# INSTRUCTIONS FOR THE TASK
For each line below that contains the word "except", return that line.

*** INPUT MATERIAL Section Begins ***

//! Deny-lists enforced at allocation and rename time
//!
//! Reserved slugs keep operational subdomains (`admin`, `api`, `status`, …)
//! out of the tunnel namespace; blocked ports keep well-known service ports
//! off the public TCP pool.

/// Subdomain labels that can never be assigned to a tunnel.
///
/// Sorted ascending; lookups use binary search.
pub const RESERVED_SLUGS: &[&str] = &[
    "abuse",
    "account",
    "accounts",
    "ad",
    "admin",
    "administrator",
    "ads",
    "analytics",
    "api",
    "app",
    "apps",
    "assets",
    "auth",
    "autoconfig",
    "autodiscover",
    "backup",
    "beta",
    "billing",
    "blog",
    "board",
    "bot",
    "broadcasthost",
    "cache",
    "calendar",
    "cdn",
    "chat",
    "checkout",
    "clients",
    "cloud",
    "cms",
    "connect",
    "console",
    "contact",
    "cpanel",
    "css",
    "dashboard",
    "data",
    "db",
    "demo",
    "dev",
    "developer",
    "dns",
    "dns1",
    "dns2",
    "doc",
    "docs",
    "domain",
    "download",
    "email",
    "embed",
    "exchange",
    "faq",
    "files",
    "forum",
    "ftp",
    "git",
    "graphql",
    "help",
    "home",
    "host",
    "hostmaster",
    "imap",
    "img",
    "info",
    "internal",
    "intranet",
    "invoice",
    "irc",
    "js",
    "json",
    "ldap",
    "legal",
    "link",
    "local",
    "localdomain",
    "localhost",
    "log",
    "login",
    "logout",
    "mail",
    "mail1",
    "mail2",
    "manage",
    "marketing",
    "media",
    "metrics",
    "mobile",
    "monitor",
    "mx",
    "mx1",
    "my",
    "mysql",
    "net",
    "network",
    "new",
    "news",
    "newsletter",
    "noc",
    "ns",
    "ns1",
    "ns2",
    "ns3",
    "ns4",
    "ntp",
    "oauth",
    "office",
    "ops",
    "owa",
    "page",
    "pages",
    "panel",
    "partner",
    "pay",
    "payment",
    "photo",
    "photos",
    "ping",
    "pop",
    "pop3",
    "portal",
    "post",
    "postmaster",
    "press",
    "private",
    "prod",
    "production",
    "profile",
    "proxy",
    "public",
    "redis",
    "register",
    "remote",
    "root",
    "router",
    "rss",
    "sandbox",
    "search",
    "secure",
    "security",
    "server",
    "service",
    "shop",
    "signin",
    "signup",
    "site",
    "sitemap",
    "smtp",
    "sql",
    "ssh",
    "ssl",
    "stage",
    "staging",
    "static",
    "statistics",
    "stats",
    "status",
    "store",
    "support",
    "svn",
    "sysadmin",
    "system",
    "telnet",
    "test",
    "testing",
    "tools",
    "traffic",
    "upload",
    "uptime",
    "usage",
    "user",
    "users",
    "vendor",
    "video",
    "voip",
    "vpn",
    "web",
    "webmail",
    "webmaster",
    "whois",
    "wiki",
    "www",
    "wwww",
    "xml",
    "xmpp",
];

/// Well-known service ports refused for public TCP tunnels even when they
/// fall inside the configured range.
pub const BLOCKED_SERVICE_PORTS: &[u16] = &[
    1080, 1433, 1521, 1900, 2049, 3306, 3389, 5432, 5900, 6379, 8080, 8443, 9000, 9200, 27017,
];

/// Whether a slug is on the reserved list.
pub fn slug_reserved(slug: &str) -> bool {
    RESERVED_SLUGS.binary_search(&slug).is_ok()
}

/// Shape check for a user-supplied slug: 3..=20 characters from
/// `[a-z0-9-]`, not starting or ending with `-`.
pub fn slug_well_formed(slug: &str) -> bool {
    if slug.len() < 3 || slug.len() > 20 {
        return false;
    }
    if slug.starts_with('-') || slug.ends_with('-') {
        return false;
    }
    slug.bytes()
        .all(|b| b.is_ascii_lowercase() || b.is_ascii_digit() || b == b'-')
}

/// A slug is assignable when it is well formed and not reserved.
pub fn slug_valid(slug: &str) -> bool {
    slug_well_formed(slug) && !slug_reserved(slug)
}

/// Whether a port may be exposed as a public TCP tunnel endpoint.
///
/// Privileged ports below 1024 are refused except 80 and 443 (those route
/// through the HTTP ingress instead), as is everything on
/// [`BLOCKED_SERVICE_PORTS`].
pub fn port_blocked(port: u16) -> bool {
    if port < 1024 && port != 80 && port != 443 {
        return true;
    }
    BLOCKED_SERVICE_PORTS.binary_search(&port).is_ok()
}

#[cfg(test)]
mod tests {
    use super::*;

    #[test]
    fn test_reserved_list_is_sorted() {
        // binary_search depends on it
        assert!(RESERVED_SLUGS.windows(2).all(|w| w[0] < w[1]));
        assert!(BLOCKED_SERVICE_PORTS.windows(2).all(|w| w[0] < w[1]));
    }

    #[test]
    fn test_reserved_slugs() {
        assert!(slug_reserved("admin"));
        assert!(slug_reserved("api"));
        assert!(slug_reserved("www"));
        assert!(slug_reserved("status"));
        assert!(slug_reserved("ping"));
        assert!(!slug_reserved("my-app"));
    }

    #[test]
    fn test_slug_shape() {
        assert!(slug_well_formed("abc"));
        assert!(slug_well_formed("my-app"));
        assert!(slug_well_formed("a2c4e6g8i0k2m4o6q8s0"));

        // too short / too long
        assert!(!slug_well_formed("ab"));
        assert!(!slug_well_formed("a2c4e6g8i0k2m4o6q8s0u"));

        // character class
        assert!(!slug_well_formed("My-App"));
        assert!(!slug_well_formed("my_app"));
        assert!(!slug_well_formed("my.app"));

        // hyphen placement
        assert!(!slug_well_formed("-app"));
        assert!(!slug_well_formed("app-"));
    }

    #[test]
    fn test_slug_valid_excludes_reserved() {
        assert!(slug_valid("my-app"));
        assert!(!slug_valid("admin"));
    }

    #[test]
    fn test_blocked_ports() {
        // privileged, except the HTTP pair
        assert!(port_blocked(22));
        assert!(port_blocked(25));
        assert!(port_blocked(1023));
        assert!(!port_blocked(80));
        assert!(!port_blocked(443));

        // explicit service ports
        assert!(port_blocked(3306));
        assert!(port_blocked(5432));
        assert!(port_blocked(8080));
        assert!(port_blocked(27017));

        // ordinary high ports
        assert!(!port_blocked(1024));
        assert!(!port_blocked(10000));
        assert!(!port_blocked(20000));
    }
}
//! Public-side forwarding into SSH sessions
//!
//! Opens `forwarded-tcpip` channels toward the tunnel owner and, for TCP
//! tunnels, runs the public accept loop that feeds the byte pump.

use std::net::SocketAddr;
use std::sync::Arc;
use std::time::Duration;

use russh::server::{Handle, Msg};
use russh::Channel;
use tokio::net::{TcpListener, TcpStream};
use tokio_util::sync::CancellationToken;
use tracing::{debug, info, warn};

use crate::pool::BufferPool;
use crate::pump::splice;
use crate::ForwardError;

/// Deadline for the tunnel owner to accept a `forwarded-tcpip` open.
pub const CHANNEL_OPEN_TIMEOUT: Duration = Duration::from_secs(5);

/// Open a `forwarded-tcpip` channel back to the tunnel owner.
///
/// The channel announces the bound address as `localhost:<bound_port>` and
/// carries the public peer as the originator, matching what an OpenSSH
/// client expects for a `-R` forward. The open is raced against
/// [`CHANNEL_OPEN_TIMEOUT`] and the session's cancellation token.
pub async fn open_backchannel(
    handle: &Handle,
    bound_port: u16,
    origin: SocketAddr,
    cancel: &CancellationToken,
) -> Result<Channel<Msg>, ForwardError> {
    let open = handle.channel_open_forwarded_tcpip(
        "localhost",
        u32::from(bound_port),
        origin.ip().to_string(),
        u32::from(origin.port()),
    );

    tokio::select! {
        _ = cancel.cancelled() => Err(ForwardError::Cancelled),
        result = tokio::time::timeout(CHANNEL_OPEN_TIMEOUT, open) => match result {
            Ok(Ok(channel)) => Ok(channel),
            Ok(Err(err)) => Err(ForwardError::Ssh(err)),
            Err(_) => {
                warn!(%origin, bound_port, "forwarded-tcpip open timed out");
                Err(ForwardError::OpenTimeout)
            }
        },
    }
}

/// Accept loop for one TCP tunnel's public listener.
///
/// Each accepted connection gets its own task: open a backchannel under the
/// 5 s deadline, then splice. A failed open drops that connection only; the
/// loop runs until the session is cancelled.
pub struct Forwarder {
    listener: TcpListener,
    handle: Handle,
    port: u16,
    pool: Arc<BufferPool>,
    cancel: CancellationToken,
}

impl Forwarder {
    pub fn new(
        listener: TcpListener,
        handle: Handle,
        port: u16,
        pool: Arc<BufferPool>,
        cancel: CancellationToken,
    ) -> Self {
        Self {
            listener,
            handle,
            port,
            pool,
            cancel,
        }
    }

    pub async fn run(self) {
        info!(port = self.port, "public TCP listener up");

        loop {
            let accepted = tokio::select! {
                _ = self.cancel.cancelled() => break,
                accepted = self.listener.accept() => accepted,
            };

            match accepted {
                Ok((stream, peer)) => {
                    debug!(%peer, port = self.port, "public connection accepted");
                    let handle = self.handle.clone();
                    let pool = Arc::clone(&self.pool);
                    let cancel = self.cancel.clone();
                    let port = self.port;
                    tokio::spawn(async move {
                        bridge_public_connection(handle, port, stream, peer, pool, cancel).await;
                    });
                }
                Err(err) => {
                    if self.cancel.is_cancelled() {
                        break;
                    }
                    warn!(port = self.port, "accept failed: {}", err);
                }
            }
        }

        debug!(port = self.port, "public accept loop closed");
    }
}

async fn bridge_public_connection(
    handle: Handle,
    port: u16,
    stream: TcpStream,
    peer: SocketAddr,
    pool: Arc<BufferPool>,
    cancel: CancellationToken,
) {
    let channel = match open_backchannel(&handle, port, peer, &cancel).await {
        Ok(channel) => channel,
        Err(err) => {
            warn!(%peer, port, "dropping public connection: {}", err);
            return;
        }
    };

    if let Err(err) = splice(stream, channel.into_stream(), &pool, &cancel).await {
        debug!(%peer, port, "pump ended with error: {}", err);
    }
}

*** INPUT MATERIAL Section Ends ***

# RESPONSE BELOW
/// Privileged ports below 1024 are refused except 80 and 443 (those route
        // privileged, except the HTTP pair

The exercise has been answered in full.